İlginç bir soru! Bu tarz sorular genellikle olasılığın çoğu insanın içgüdüsel olarak düşündüğünden farklı çalıştığını gösterir. Soruda, bir çocuğun Çarşamba günü doğmuş olması bilgisinin diğer çocuğun cinsiyetine olan etkisine odaklanılıyor.
Öncelikle, birçok kişi bu tür sorularda önyargısız bir hesaplama yapmadan sezgisel bir tahminde bulunabilir. Çocukların cinsiyetinden bağımsız olarak doğum günleriyle ilgili tüm kombinasyonları düşünmeliyiz. Olasılık hesaplamasında şartlı olasılık yaklaşımı önem kazanır. Genellikle bu tür problemler "Bertrand'in paradoksu" olarak bilinen bir çelişkiyi andırır.
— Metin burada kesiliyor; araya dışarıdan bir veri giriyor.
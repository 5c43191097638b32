//! Network host for the relay
//!
//! Accepts WebSocket connections and exposes the visit counters over HTTP.

pub mod routes;
pub mod websocket;

pub use routes::{create_router, run, serve};
//! Chunked transfer bookkeeping.
//!
//! One [`TransferState`] per destination origin code, created by the first
//! chunk addressed to it. A state goes away when every declared chunk has
//! been seen, when its expiry timer fires, or when the destination
//! disconnects.

use crate::codes::OriginCode;
use crate::messages::{FileChunk, ServerMessage};
use crate::state::RelayState;
use std::collections::{HashMap, HashSet};
use std::sync::Arc;
use std::sync::atomic::{AtomicU64, Ordering};
use std::time::Duration;
use tokio::sync::Mutex;

#[derive(Debug, Clone)]
pub struct TransferState {
    pub total: u64,
    /// Distinct in-range chunk indices seen so far
    pub received: u64,
    pub file_name: String,
    seen: HashSet<u64>,
    /// Ties the expiry timer to this particular state
    generation: u64,
}

impl TransferState {
    fn new(total: u64, file_name: String, generation: u64) -> Self {
        Self {
            total,
            received: 0,
            file_name,
            seen: HashSet::new(),
            generation,
        }
    }
}

#[derive(Debug, Clone, PartialEq, Eq)]
pub enum ChunkProgress {
    InProgress { received: u64, total: u64 },
    Complete { file_name: String },
}

type TransferMap = HashMap<OriginCode, TransferState>;

pub struct TransferTracker {
    transfers: Arc<Mutex<TransferMap>>,
    next_generation: AtomicU64,
    timeout: Duration,
}

impl TransferTracker {
    pub fn new(timeout: Duration) -> Self {
        Self {
            transfers: Arc::new(Mutex::new(HashMap::new())),
            next_generation: AtomicU64::new(0),
            timeout,
        }
    }

    /// Count a chunk for `destination`.
    ///
    /// Retransmitted indices and indices outside `[0, total)` do not advance
    /// the count. On completion the state is removed before returning.
    pub async fn record_chunk(&self, destination: &OriginCode, chunk: &FileChunk) -> ChunkProgress {
        let mut transfers = self.transfers.lock().await;

        let state = transfers.entry(destination.clone()).or_insert_with(|| {
            let generation = self.next_generation.fetch_add(1, Ordering::Relaxed);
            self.schedule_expiry(destination.clone(), generation);
            tracing::debug!(
                "Tracking transfer of {} ({} chunks) to {}",
                chunk.file_name,
                chunk.total_chunks,
                destination
            );
            TransferState::new(chunk.total_chunks, chunk.file_name.clone(), generation)
        });

        if chunk.chunk_index < state.total && state.seen.insert(chunk.chunk_index) {
            state.received += 1;
        }

        if state.received == state.total && state.total > 0 {
            let file_name = state.file_name.clone();
            transfers.remove(destination);
            return ChunkProgress::Complete { file_name };
        }

        ChunkProgress::InProgress {
            received: state.received,
            total: state.total,
        }
    }

    fn schedule_expiry(&self, destination: OriginCode, generation: u64) {
        let transfers = Arc::clone(&self.transfers);
        let timeout = self.timeout;
        tokio::spawn(async move {
            tokio::time::sleep(timeout).await;
            let mut transfers = transfers.lock().await;
            if transfers
                .get(&destination)
                .is_some_and(|state| state.generation == generation)
            {
                if let Some(state) = transfers.remove(&destination) {
                    tracing::info!(
                        "Transfer of {} to {} expired at {}/{} chunks",
                        state.file_name,
                        destination,
                        state.received,
                        state.total
                    );
                }
            }
        });
    }

    pub async fn get(&self, destination: &OriginCode) -> Option<TransferState> {
        self.transfers.lock().await.get(destination).cloned()
    }

    /// Drop any transfers addressed to `destinations`
    pub async fn forget(&self, destinations: &[OriginCode]) {
        if destinations.is_empty() {
            return;
        }
        let mut transfers = self.transfers.lock().await;
        for destination in destinations {
            transfers.remove(destination);
        }
    }

    pub async fn len(&self) -> usize {
        self.transfers.lock().await.len()
    }

    pub async fn is_empty(&self) -> bool {
        self.transfers.lock().await.is_empty()
    }
}

/// FILE_CHUNK: relay the chunk to its destination and report completion.
///
/// Chunks for an unknown destination are dropped without touching the
/// tracker.
pub async fn handle_file_chunk(
    state: &RelayState,
    destination: Option<OriginCode>,
    chunk: FileChunk,
) {
    let Some(destination) = destination else {
        tracing::debug!("Dropping FILE_CHUNK without destination");
        return;
    };
    let Some(receiver) = state.registry.origin_codes.lookup(&destination).await else {
        tracing::debug!("Dropping FILE_CHUNK for unknown destination {}", destination);
        return;
    };

    let progress = state.transfers.record_chunk(&destination, &chunk).await;

    state
        .send(receiver.as_ref(), ServerMessage::file_chunk(chunk))
        .await;

    if let ChunkProgress::Complete { file_name } = progress {
        tracing::info!("Transfer of {} to {} complete", file_name, destination);
        state
            .send(receiver.as_ref(), ServerMessage::file_complete(file_name))
            .await;
    }
}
Genel düşünceye göre, şöyle düşünebiliriz: Varsayılan bir bilgi durumuna göre analiz etmeliyiz, yani çocuklardan birinin Çarşamba günü doğduğunu biliriz; bu, toplam olası doğum günü kombinasyonlarının sayısını zaten kısıtlıyor. İstatistiksel analiz yaparsak, 14 olası kombinasyonla karşılaşırız: BB (iki erkek), BG (bir erkek ve bir kız), GB (bir kız ve bir erkek), ve GG (iki kız), ve bunların her birinin belirli bir doğum günü sırası vardır.
Eğer modellemeyi daha da derinleştirirseniz, aslında genellikle sonucu sezgisel olandan farklı bir cevap bulabilirsiniz ve bu da işte bu soru tamamen kafa karıştırıcı hale gelir. Öyleyse tartışmaya açık bir mesele: veriler, analiz yöntemlerine bağlı olarak farklı sonuçlar verebilir.
Ancak daha detaylı bir hesaplama yapacak olursak, "şartlı olasılık" gibi kilit kavramları doğru kullanmalıyız ve olasılıkları adil bir şekilde değerlendirmeliyiz. Rastgele simülasyon veya modellemeyle, olayın tamamen objektif olduğunu kanıtlamak için bir sonuç aldığımızda, çocuklardan birinin kız, diğerinin erkek olmaması gerektiğini düşündüğümüz gibi, sezgisel yargıyı kullanmadan durum aşağıdaki gibi olurdu.
O zaman doğru cevabı sorularla çevirelim: "Bilgi doğrultusunda istatistiksel yaklaşımla çocukların cinsiyetini yorumlamak sadece matematiksel bir yanılgının sonucunu mu ortaya çıkarır?" veya "Gerçekten biri Çarşamba günü doğduysa bu durumu etkilemiyor mu?". Bu ise, kaynak ve bağlantı noktasının doğru kullanımı ve sezgiselle daha net cevaplar üretmenin veya sezgiye dayalı sonuçlar tahmin etmenin daha iyi olup olmadığını gösteren önemli bir eğilim oluşturur. Bu tür sosyal ve matematik içeren problemler filozofik ve matematiksel bir tartışmanın temelini oluşturabilir.